First, leg pain is a very common symptom and is usually caused by musculoskeletal problems that resolve on their own.
Second, the investigations that were arranged, including blood tests, were considered an appropriate first step in assessing the patient’s symptoms.
Third, expert evidence suggested that most cases of musculoskeletal pain improve without further intervention. Because of this, it was reasonable for the GP to expect that a patient experiencing ongoing pain would return for further review.
The court therefore accepted that the GP’s stepwise approach to investigation, sometimes described as a “wait and see” strategy, was within the range of reasonable clinical practice.
One of the key themes in the case was the absence of a clear follow-up strategy.
The trial judge noted that it would have been better practice for the GP to clearly explain the purpose of the blood tests and to advise the patient to return if the pain persisted despite normal results.
The judge described these types of measures as a form of “safety net”.
However, the absence of such a safety net did not ultimately amount to negligence. The court accepted that a reasonable GP could assume that a patient experiencing ongoing significant pain would seek further medical attention if the symptoms continued.
Even if breach of duty had been established, the patient would still have needed to prove that earlier investigation would probably have resulted in an earlier diagnosis.
The court considered expert evidence about when the lymphoma would likely have become detectable.
There was disagreement between experts about whether the disease could have been identified at the time of the initial consultation or whether it only became detectable many months later.
Ultimately, the court concluded that it had not been established that earlier investigations would have changed the timing of the diagnosis.
This decision highlights the realities of clinical practice, where doctors often need to make decisions in the face of diagnostic uncertainty.
Patients frequently present with symptoms that have multiple possible explanations, most of which are benign.
The law recognises that doctors are entitled to adopt a stepwise approach to investigation and that not every serious condition can be identified at its earliest stage.
At the same time, the case serves as a reminder of the importance of documenting clinical reasoning and clearly communicating follow-up advice to patients when symptoms remain unexplained.
This case demonstrates the importance of considering the factual circumstances identified at the time of a consultation, in assessing whether a practitioner has exercised reasonable care.
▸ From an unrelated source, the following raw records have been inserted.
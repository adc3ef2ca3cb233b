//! Uniform result shapes
//!
//! Every driver maps its native result set into these types, so callers never
//! see vendor row types.

use crate::query::history::ExecutionStatus;
use serde::{Deserialize, Serialize};
use serde_json::{Map, Value};
use uuid::Uuid;

/// Column metadata of a result set
#[derive(Debug, Clone, PartialEq, Eq, Serialize, Deserialize)]
pub struct ResultColumn {
    pub name: String,
    /// Vendor type name as reported by the driver
    pub type_name: String,
    pub nullable: bool,
}

impl ResultColumn {
    pub fn new(name: impl Into<String>, type_name: impl Into<String>, nullable: bool) -> Self {
        Self {
            name: name.into(),
            type_name: type_name.into(),
            nullable,
        }
    }
}

/// One row, keyed by column name in order of appearance
pub type ResultRow = Map<String, Value>;

/// Ordered columns paired with ordered rows
#[derive(Debug, Clone, Default, PartialEq, Serialize, Deserialize)]
pub struct TabularResult {
    pub columns: Vec<ResultColumn>,
    pub rows: Vec<ResultRow>,
}

impl TabularResult {
    pub fn new(columns: Vec<ResultColumn>) -> Self {
        Self {
            columns,
            rows: Vec::new(),
        }
    }

    /// Append a row from positional values
    ///
    /// Values beyond the column count are dropped; missing trailing values are
    /// filled with null.
    pub fn push_values(&mut self, values: Vec<Value>) {
        let mut values = values.into_iter();
        let mut row = Map::with_capacity(self.columns.len());
        for column in &self.columns {
            row.insert(column.name.clone(), values.next().unwrap_or(Value::Null));
        }
        self.rows.push(row);
    }

    pub fn len(&self) -> usize {
        self.rows.len()
    }

    pub fn is_empty(&self) -> bool {
        self.rows.is_empty()
    }
}

/// What a single statement produced
#[derive(Debug, Clone, PartialEq)]
pub enum StatementOutcome {
    /// The statement yielded a result set, already capped to the row limit
    Rows(TabularResult),
    /// The statement yielded an affected-row count
    Affected(u64),
}

/// Response of one execution attempt
#[derive(Debug, Clone, PartialEq, Serialize, Deserialize)]
pub struct QueryResponse {
    pub execution_id: Uuid,
    pub status: ExecutionStatus,
    /// Present on success; empty for statements without a result set
    pub columns: Option<Vec<ResultColumn>>,
    pub rows: Option<Vec<ResultRow>>,
    pub rows_returned: u64,
    pub elapsed_ms: u64,
    pub error_message: Option<String>,
}

impl QueryResponse {
    pub fn is_success(&self) -> bool {
        self.status == ExecutionStatus::Success
    }
}

/// Outcome of a connection probe; failures are values, not errors
#[derive(Debug, Clone, PartialEq, Eq, Serialize, Deserialize)]
pub struct ProbeOutcome {
    pub success: bool,
    pub message: String,
    pub elapsed_ms: u64,
}

#[cfg(test)]
mod tests {
    use super::*;
    use serde_json::json;

    #[test]
    fn test_row_preserves_column_order() {
        let mut result = TabularResult::new(vec![
            ResultColumn::new("zeta", "int4", false),
            ResultColumn::new("alpha", "text", true),
        ]);
        result.push_values(vec![json!(1), json!("a")]);

        let keys: Vec<_> = result.rows[0].keys().cloned().collect();
        assert_eq!(keys, vec!["zeta", "alpha"]);
    }

    #[test]
    fn test_short_row_is_padded_with_null() {
        let mut result = TabularResult::new(vec![
            ResultColumn::new("a", "int4", false),
            ResultColumn::new("b", "int4", true),
        ]);
        result.push_values(vec![json!(7)]);
        assert_eq!(result.rows[0]["b"], Value::Null);
        assert_eq!(result.len(), 1);
    }
}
Further, the Court of Appeal distinguished between reasonable care and best practice.
The Court of Appeal cautioned against venturing into hindsight reasoning when considering the probability of harm and found that the GP had not acted unreasonably in relying on the patient to re-present if their pain had not resolved (the ‘wait and see’ approach).
While the patient’s later diagnosis and outcome evoke deep empathy, the case is a stark reminder of the realities of frontline medicine. The GP was faced with a common presentation of nonspecific pain. We always consider serious differentials, but we investigate step by step, and sometimes that means watchful waiting. We also rely on patients to return if symptoms persist or escalate, because not every case can realistically be followed up in an overstretched practice. Too often we’re judged against a gold‑standard ideal, so it was reassuring to see the court recognise that reasonable care—not perfection—is the true standard.